1. Fill the **full\_files** folder with the original .cha files (and their corresponding audios)
   * do the initial annotations on these
2. Generate the 10% sampled files
   * this is done with the `batch_sample_chi.py` script (from [reliability repo](https://github.com/SeedlingsBabylab/reliability))
   * it will read all the .cha files in the **full\_files** folder and sample 10% of the CHI annotations, outputing the blank/orig sampled cha's into **reliability\_checks**(for the blanks) and **orig\_10\_percent** (for the originals)
3. After annotating the blank reliability 10% cha's in reliability\_checks, run the `batch_compare_chi.py` script.
   * this will generate the comparison spreadsheet.
   * the script takes 1 argument - the path to the folder that contains the full\_files, reliability\_checks, etc....folders.
   * it will output the spreadsheet into the spreadsheets folder

### annotation conventions

**audio**

* values in %pho lines must be separated by a single space, and contain only 1 phonetic transcription per orthographic CHI annotation preceding them.
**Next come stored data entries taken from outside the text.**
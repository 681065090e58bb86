//! Deterministic simulation module
//!
//! All gameplay logic lives here. This module must be pure and deterministic:
//! - One fixed step per call to [`tick`]
//! - Seeded RNG only
//! - Stable iteration order (registration order)
//! - No rendering or platform dependencies

pub mod ball;
pub mod block;
pub mod collision;
pub mod color;
pub mod environment;
pub mod line;
pub mod obstacle;
pub mod paddle;
pub mod point;
pub mod rect;
pub mod state;
pub mod tick;
pub mod velocity;

pub use ball::{Advance, Ball};
pub use block::Block;
pub use collision::{Collidable, CollidableId, Collision, CollisionInfo};
pub use color::Color;
pub use environment::GameEnvironment;
pub use line::{Line, LineIntersection, Orientation};
pub use obstacle::Obstacle;
pub use paddle::{Paddle, PaddleInput};
pub use point::Point;
pub use rect::Rectangle;
pub use state::{GameState, Shape};
pub use tick::{Bounce, TickInput, TickReport, tick};
pub use velocity::Velocity;
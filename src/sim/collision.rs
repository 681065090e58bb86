//! Collision capability and query results
//!
//! Anything a ball can bounce off implements [`Collidable`]. The environment
//! answers trajectory queries with a [`Collision`], which keeps "nothing was
//! hit" apart from "the query itself was degenerate".

use serde::{Deserialize, Serialize};

use super::point::Point;
use super::rect::Rectangle;
use super::velocity::Velocity;

/// A shape that can be struck and decides the rebound velocity
pub trait Collidable {
    /// The axis-aligned shape used for collision detection
    fn collision_rectangle(&self) -> Rectangle;

    /// Velocity after a body moving at `current_velocity` strikes this
    /// shape at `collision_point`
    fn hit(&self, collision_point: Point, current_velocity: Velocity) -> Velocity;
}

impl<T: Collidable + ?Sized> Collidable for Box<T> {
    fn collision_rectangle(&self) -> Rectangle {
        (**self).collision_rectangle()
    }

    fn hit(&self, collision_point: Point, current_velocity: Velocity) -> Velocity {
        (**self).hit(collision_point, current_velocity)
    }
}

/// Handle to a collidable registered in a [`super::GameEnvironment`]
#[derive(Debug, Clone, Copy, PartialEq, Eq, Hash, PartialOrd, Ord, Serialize, Deserialize)]
pub struct CollidableId(pub(crate) usize);

impl CollidableId {
    /// Registration index
    pub fn index(&self) -> usize {
        self.0
    }
}

/// Where a trajectory first meets a collidable, and which one
#[derive(Debug, Clone, Copy, PartialEq)]
pub struct CollisionInfo {
    point: Point,
    collidable: CollidableId,
}

impl CollisionInfo {
    pub fn new(point: Point, collidable: CollidableId) -> Self {
        Self { point, collidable }
    }

    pub fn collision_point(&self) -> Point {
        self.point
    }

    pub fn collidable(&self) -> CollidableId {
        self.collidable
    }
}

/// Result of a closest-collision query
#[derive(Debug, Clone, Copy, PartialEq)]
pub enum Collision {
    /// The trajectory meets a collidable
    Hit(CollisionInfo),
    /// The trajectory is clear
    Miss,
    /// The trajectory has zero length, so nothing can be hit
    Degenerate,
}

impl Collision {
    pub fn is_hit(&self) -> bool {
        matches!(self, Collision::Hit(_))
    }

    pub fn info(&self) -> Option<CollisionInfo> {
        match self {
            Collision::Hit(info) => Some(*info),
            Collision::Miss | Collision::Degenerate => None,
        }
    }
}
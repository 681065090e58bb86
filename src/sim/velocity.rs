//! Per-tick displacement

use glam::DVec2;
use serde::{Deserialize, Serialize};

use super::point::Point;

/// Change in position per tick
#[derive(Debug, Clone, Copy, Default, PartialEq, Serialize, Deserialize)]
pub struct Velocity {
    dx: f64,
    dy: f64,
}

impl Velocity {
    pub const fn new(dx: f64, dy: f64) -> Self {
        Self { dx, dy }
    }

    /// Build a velocity from a heading in degrees and a speed.
    ///
    /// The angle is measured clockwise from "up" in screen terms, so
    /// `dx = sin(angle) * speed` and `dy = cos(angle) * speed`. A negative
    /// speed points the result the opposite way, which is how paddle bounces
    /// send the ball back upward.
    pub fn from_angle_and_speed(angle_degrees: f64, speed: f64) -> Self {
        let rad = angle_degrees.to_radians();
        Self {
            dx: rad.sin() * speed,
            dy: rad.cos() * speed,
        }
    }

    #[inline]
    pub fn dx(&self) -> f64 {
        self.dx
    }

    #[inline]
    pub fn dy(&self) -> f64 {
        self.dy
    }

    /// Magnitude of the displacement
    pub fn speed(&self) -> f64 {
        self.as_dvec2().length()
    }

    pub fn is_zero(&self) -> bool {
        self.dx == 0.0 && self.dy == 0.0
    }

    /// Translate `p` by one tick of this velocity
    pub fn apply_to_point(&self, p: Point) -> Point {
        Point::from(p.as_dvec2() + self.as_dvec2())
    }

    #[inline]
    pub fn as_dvec2(&self) -> DVec2 {
        DVec2::new(self.dx, self.dy)
    }
}

impl From<DVec2> for Velocity {
    fn from(v: DVec2) -> Self {
        Self::new(v.x, v.y)
    }
}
These space-separated annotations should be ordered identically to the CHI's they refer to, both within a single %pho line, and across %pho lines, so that if you were to pull out all the %pho lines, and put each individual annotation in a long list (in the order they exist in/across %pho lines), that ordering would be identical to the ordering of the \_CHI annotations if you were to do that same list aggregation to those.
  * the # of CHI's and # of pho's should be identical. if they're not, scripts will crash (if you're lucky) or return garbage output that won't be caught until way later.

#### video

* Each %pho should be a point cell (identical onset and offset) that matches up with the offset of the corresponding CHI cell.